И ровно в этот момент он соскальзывает по мокрой сцене прямо в воду! Я даже играть перестал – так я хохотал. А потом Стейша, наша танцовщица, подходит к краю и пытается помочь ему вылезти – и сама летит к нему в ров! Я аж на колени опустился, я ничего не мог делать от смеха.

В другой раз у нас был концерт в Филадельфии или где-то в этом роде, и Ник показывал свой трюк с ароматическими палочками: он поджигал ароматические палочки, набирал в рот жидкости для зажигалок, а потом гас свет, и он выплевывал эту жидкость на палочки – ПУУМ! – получался такой огненный шар. В тот вечер он переборщил с этой жидкостью. ПУУМ! – и он поджег себе руку: в полной темноте – окруженный пламенем черный силуэт руки и крики: О! О! О! Мы отвезли его в больницу, вся рука была в ожогах, похожих на сосиски. Но он все равно сыграл в тот вечер, что говорит о его силе духа – отдам ему должное. Он любил хлестать вино и нажирался в стельку, и однажды в Швейцарии он подошел к краю сцены и прислонился к порталам, и вся эта конструкция рухнула прямо на него. Из-под завала торчала только рука с саксофоном. Бедный Никки – все время с ним что-нибудь происходило.
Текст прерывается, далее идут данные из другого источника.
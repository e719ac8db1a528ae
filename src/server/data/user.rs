//! Staff-user data repository for database operations.
//!
//! Handles staff account creation, updates, and credential lookups with proper
//! conversion between entity models and domain models at the infrastructure
//! boundary. Password hashes only surface through [`AuthCredentials`] for the
//! login flow; every other query returns hash-free [`User`] models.

use sea_orm::{
    ActiveValue, ColumnTrait, DatabaseConnection, DbErr, EntityTrait, QueryFilter, QueryOrder,
};

use crate::server::model::{
    auth::AuthCredentials,
    user::{InsertUserParams, UpdateUserRecord, User},
};

/// Repository providing database operations for staff-account management.
pub struct UserRepository<'a> {
    db: &'a DatabaseConnection,
}

impl<'a> UserRepository<'a> {
    pub fn new(db: &'a DatabaseConnection) -> Self {
        Self { db }
    }

    /// Finds a staff user by id.
    ///
    /// # Returns
    /// - `Ok(Some(User))` - User found
    /// - `Ok(None)` - No user with that id
    /// - `Err(DbErr)` - Database error during query
    pub async fn find_by_id(&self, id: i32) -> Result<Option<User>, DbErr> {
        let entity = entity::prelude::User::find_by_id(id).one(self.db).await?;

        Ok(entity.map(User::from_entity))
    }

    /// Finds a staff user by email.
    ///
    /// # Returns
    /// - `Ok(Some(User))` - User found
    /// - `Ok(None)` - No user with that email
    /// - `Err(DbErr)` - Database error during query
    pub async fn find_by_email(&self, email: &str) -> Result<Option<User>, DbErr> {
        let entity = entity::prelude::User::find()
            .filter(entity::user::Column::Email.eq(email))
            .one(self.db)
            .await?;

        Ok(entity.map(User::from_entity))
    }

    /// Finds a staff user by email together with their stored password hash.
    ///
    /// Used only by the login flow; the hash never leaves the session service.
    ///
    /// # Returns
    /// - `Ok(Some(AuthCredentials))` - User and hash found
    /// - `Ok(None)` - No user with that email
    /// - `Err(DbErr)` - Database error during query
    pub async fn find_credentials(&self, email: &str) -> Result<Option<AuthCredentials>, DbErr> {
        let entity = entity::prelude::User::find()
            .filter(entity::user::Column::Email.eq(email))
            .one(self.db)
            .await?;

        Ok(entity.map(|e| AuthCredentials {
            password_hash: e.password_hash.clone(),
            user: User::from_entity(e),
        }))
    }

    /// Gets all staff of a gym, ordered alphabetically by name.
    ///
    /// # Returns
    /// - `Ok(Vec<User>)` - Staff of the gym (empty if none)
    /// - `Err(DbErr)` - Database error during query
    pub async fn get_by_gym(&self, gym_id: i32) -> Result<Vec<User>, DbErr> {
        let entities = entity::prelude::User::find()
            .filter(entity::user::Column::GymId.eq(gym_id))
            .order_by_asc(entity::user::Column::Name)
            .all(self.db)
            .await?;

        Ok(entities.into_iter().map(User::from_entity).collect())
    }

    /// Creates a staff user from parameter model.
    ///
    /// # Arguments
    /// - `params` - Insert parameters with the password already hashed
    ///
    /// # Returns
    /// - `Ok(User)` - The created user with its assigned id
    /// - `Err(DbErr)` - Database error during insert
    pub async fn create(&self, params: InsertUserParams) -> Result<User, DbErr> {
        let entity = entity::prelude::User::insert(entity::user::ActiveModel {
            name: ActiveValue::Set(params.name),
            email: ActiveValue::Set(params.email),
            password_hash: ActiveValue::Set(params.password_hash),
            gym_id: ActiveValue::Set(params.gym_id),
            ..Default::default()
        })
        .exec_with_returning(self.db)
        .await?;

        Ok(User::from_entity(entity))
    }

    /// Updates a staff user, merging provided fields over the stored record.
    ///
    /// Every column is written with its merged value so the update fires even
    /// when a caller supplies values equal to the stored ones.
    ///
    /// # Returns
    /// - `Ok(Some(User))` - The updated user
    /// - `Ok(None)` - No user with that id
    /// - `Err(DbErr)` - Database error during query or update
    pub async fn update(&self, id: i32, record: UpdateUserRecord) -> Result<Option<User>, DbErr> {
        let Some(existing) = entity::prelude::User::find_by_id(id).one(self.db).await? else {
            return Ok(None);
        };

        let entity = entity::prelude::User::update(entity::user::ActiveModel {
            id: ActiveValue::Unchanged(existing.id),
            name: ActiveValue::Set(record.name.unwrap_or(existing.name)),
            email: ActiveValue::Set(record.email.unwrap_or(existing.email)),
            password_hash: ActiveValue::Set(
                record.password_hash.unwrap_or(existing.password_hash),
            ),
            gym_id: ActiveValue::Unchanged(existing.gym_id),
        })
        .exec(self.db)
        .await?;

        Ok(Some(User::from_entity(entity)))
    }
}
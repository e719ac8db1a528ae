//! Application state shared across all request handlers.
//!
//! The state is initialized once during startup and then cloned for each request
//! handler through Axum's state extraction. All fields are cheap to clone:
//! `DatabaseConnection` is a connection pool, `TokenService` holds small
//! signing keys, and `JobQueue` is a channel sender.

use sea_orm::DatabaseConnection;

use super::{queue::JobQueue, service::token::TokenService};

/// Application state containing shared resources and dependencies.
#[derive(Clone)]
pub struct AppState {
    /// Database connection pool for accessing persistent storage.
    pub db: DatabaseConnection,

    /// Issues and verifies bearer tokens for staff sessions.
    pub tokens: TokenService,

    /// Fire-and-forget queue for notification jobs (welcome and answer mail).
    pub queue: JobQueue,
}

impl AppState {
    /// Creates a new application state with the provided dependencies.
    pub fn new(db: DatabaseConnection, tokens: TokenService, queue: JobQueue) -> Self {
        Self { db, tokens, queue }
    }
}
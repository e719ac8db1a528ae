//! Gym factory for creating test gym entities.

use crate::factory::helpers::next_id;
use sea_orm::{ActiveModelTrait, ActiveValue, DatabaseConnection, DbErr};

/// Factory for creating test gyms with customizable fields.
///
/// Provides a builder pattern for creating gym entities with default values
/// that can be overridden as needed for specific test scenarios.
pub struct GymFactory<'a> {
    db: &'a DatabaseConnection,
    name: String,
    address: String,
    contact: String,
}

impl<'a> GymFactory<'a> {
    /// Creates a new GymFactory with default values.
    ///
    /// Defaults:
    /// - name: `"Gym {id}"` where id is auto-incremented
    /// - address: `"{id} Main Street"`
    /// - contact: `"gym{id}@example.com"`
    pub fn new(db: &'a DatabaseConnection) -> Self {
        let id = next_id();
        Self {
            db,
            name: format!("Gym {}", id),
            address: format!("{} Main Street", id),
            contact: format!("gym{}@example.com", id),
        }
    }

    pub fn name(mut self, name: impl Into<String>) -> Self {
        self.name = name.into();
        self
    }

    pub fn address(mut self, address: impl Into<String>) -> Self {
        self.address = address.into();
        self
    }

    pub fn contact(mut self, contact: impl Into<String>) -> Self {
        self.contact = contact.into();
        self
    }

    /// Builds and inserts the gym entity into the database.
    pub async fn build(self) -> Result<entity::gym::Model, DbErr> {
        entity::gym::ActiveModel {
            name: ActiveValue::Set(self.name),
            address: ActiveValue::Set(self.address),
            contact: ActiveValue::Set(self.contact),
            ..Default::default()
        }
        .insert(self.db)
        .await
    }
}

/// Creates a gym with default values.
///
/// Shorthand for `GymFactory::new(db).build().await`.
pub async fn create_gym(db: &DatabaseConnection) -> Result<entity::gym::Model, DbErr> {
    GymFactory::new(db).build().await
}

#[cfg(test)]
mod tests {
    use super::*;
    use crate::builder::TestBuilder;
    use entity::prelude::*;

    #[tokio::test]
    async fn creates_gym_with_defaults() -> Result<(), DbErr> {
        let test = TestBuilder::new().with_table(Gym).build().await.unwrap();
        let db = test.db.as_ref().unwrap();

        let gym = create_gym(db).await?;

        assert!(!gym.name.is_empty());
        assert!(!gym.address.is_empty());

        Ok(())
    }

    #[tokio::test]
    async fn creates_multiple_unique_gyms() -> Result<(), DbErr> {
        let test = TestBuilder::new().with_table(Gym).build().await.unwrap();
        let db = test.db.as_ref().unwrap();

        let gym1 = create_gym(db).await?;
        let gym2 = create_gym(db).await?;

        assert_ne!(gym1.id, gym2.id);
        assert_ne!(gym1.name, gym2.name);

        Ok(())
    }
}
Нашим барабанщиком в то время был Терри Оллис – мы звали его Борис или Бореалис. Он выступал голым. Выходил на сцену в трусах своей дражайшей половины (больше на нем ничего не было), но к середине первой песни снимал и их. Он был взрывным барабанщиком, настоящий динамит, только хер постоянно мешался – он болтался, ничем не стесненный, и в конце концов он обязательно попадал по нему палочкой: ой! – и в музыке тогда случалась непредвиденная пауза. Но все равно он был отличным музыкантом, да и человек замечательный. Он работал на свалке, которой заправлял его отец, на окраине Уэстлендс, и он приходил на репетиции и концерты в сумасшедших тряпках, которые там находил. Он мог прийти в немецкой военной форме, а мог завернуться в старушечью шаль. Потом он увлекся барбитуратами, и это его сгубило. Его последний концерт с нами был в университете Глазго в январе 72-го. По дороге туда он выпал из фургона. Мы остановились на светофоре, а он решил, что мы уже приехали, открыл дверь и вывалился на улицу. Все его вещи разлетелись по асфальту. Мы не заметили, что он вышел, и спокойно поехали дальше. В конце концов мы разыскали его и как-то смогли доставить на концерт. Перед нами, помнится, играли Nazareth, когда они закончили, мы расставили свой аппарат, а он вышел на сцену и все время сидел, сложив палочки на малый барабан. Ни одной ноты не сыграл. Было очевидно, что пришло ему время сваливать. Жалко, на самом деле. Его сменил Саймон Кинг, которого я знал по Opal Butterfly. Он тоже был среди тех, кто потом уволил меня из Hawkwind, а ведь это я привел его в группу!